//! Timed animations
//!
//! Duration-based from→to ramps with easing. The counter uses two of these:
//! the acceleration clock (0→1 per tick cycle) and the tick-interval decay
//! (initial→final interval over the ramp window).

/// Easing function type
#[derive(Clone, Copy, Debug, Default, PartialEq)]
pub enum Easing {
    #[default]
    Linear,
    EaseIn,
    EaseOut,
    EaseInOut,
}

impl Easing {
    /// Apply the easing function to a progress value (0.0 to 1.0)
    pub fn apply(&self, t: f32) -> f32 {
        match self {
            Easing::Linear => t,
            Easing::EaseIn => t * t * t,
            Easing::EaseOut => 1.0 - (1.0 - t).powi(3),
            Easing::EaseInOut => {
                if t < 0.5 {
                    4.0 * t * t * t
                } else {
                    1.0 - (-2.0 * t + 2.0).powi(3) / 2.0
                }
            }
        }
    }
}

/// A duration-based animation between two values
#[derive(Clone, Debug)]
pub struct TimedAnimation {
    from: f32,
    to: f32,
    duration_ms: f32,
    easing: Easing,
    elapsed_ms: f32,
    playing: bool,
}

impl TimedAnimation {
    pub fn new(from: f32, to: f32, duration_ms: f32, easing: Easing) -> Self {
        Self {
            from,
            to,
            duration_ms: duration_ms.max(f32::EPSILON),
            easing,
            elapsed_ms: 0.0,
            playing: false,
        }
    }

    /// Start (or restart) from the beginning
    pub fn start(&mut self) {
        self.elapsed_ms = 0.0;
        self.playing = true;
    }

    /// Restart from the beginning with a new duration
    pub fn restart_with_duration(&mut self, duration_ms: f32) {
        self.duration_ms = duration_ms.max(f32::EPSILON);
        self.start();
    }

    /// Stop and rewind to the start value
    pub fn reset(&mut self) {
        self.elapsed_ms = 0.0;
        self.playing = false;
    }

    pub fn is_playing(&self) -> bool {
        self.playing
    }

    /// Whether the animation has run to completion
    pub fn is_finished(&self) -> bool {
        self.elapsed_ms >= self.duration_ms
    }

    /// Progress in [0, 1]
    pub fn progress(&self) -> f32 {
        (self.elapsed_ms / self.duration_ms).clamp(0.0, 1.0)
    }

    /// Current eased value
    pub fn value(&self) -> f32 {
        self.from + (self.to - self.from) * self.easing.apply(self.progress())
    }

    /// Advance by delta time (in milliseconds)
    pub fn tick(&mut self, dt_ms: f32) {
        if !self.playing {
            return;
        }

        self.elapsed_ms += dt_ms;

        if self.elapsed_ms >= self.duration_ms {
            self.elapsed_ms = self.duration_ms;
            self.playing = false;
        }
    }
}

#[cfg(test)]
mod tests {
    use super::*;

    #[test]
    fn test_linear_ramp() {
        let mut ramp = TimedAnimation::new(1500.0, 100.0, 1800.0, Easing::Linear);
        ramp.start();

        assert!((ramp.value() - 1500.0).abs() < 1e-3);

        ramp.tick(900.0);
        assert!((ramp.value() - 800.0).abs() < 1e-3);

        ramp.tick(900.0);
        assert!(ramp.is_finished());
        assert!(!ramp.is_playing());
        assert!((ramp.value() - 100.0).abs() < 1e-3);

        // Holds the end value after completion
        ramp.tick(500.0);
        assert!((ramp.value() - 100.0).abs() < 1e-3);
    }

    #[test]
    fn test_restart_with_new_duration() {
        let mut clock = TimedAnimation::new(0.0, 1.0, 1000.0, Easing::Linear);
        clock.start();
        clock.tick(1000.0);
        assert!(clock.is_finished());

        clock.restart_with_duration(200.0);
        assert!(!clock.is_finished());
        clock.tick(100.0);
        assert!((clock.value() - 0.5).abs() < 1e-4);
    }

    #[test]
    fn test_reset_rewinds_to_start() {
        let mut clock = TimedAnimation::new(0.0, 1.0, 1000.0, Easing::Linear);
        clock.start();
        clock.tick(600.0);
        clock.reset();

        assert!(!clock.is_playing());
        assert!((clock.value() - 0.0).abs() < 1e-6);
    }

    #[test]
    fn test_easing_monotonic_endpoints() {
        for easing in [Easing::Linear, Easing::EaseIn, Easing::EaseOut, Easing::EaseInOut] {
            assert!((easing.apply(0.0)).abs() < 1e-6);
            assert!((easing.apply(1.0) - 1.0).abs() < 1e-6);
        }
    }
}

◆ ◆ ◆

_Goal of the exercise:_
In the entries above, find every line holding the word "interval" and copy it out.

_Response to the task:_
//! the acceleration clock (0→1 per tick cycle) and the tick-interval decay
//! (initial→final interval over the ramp window).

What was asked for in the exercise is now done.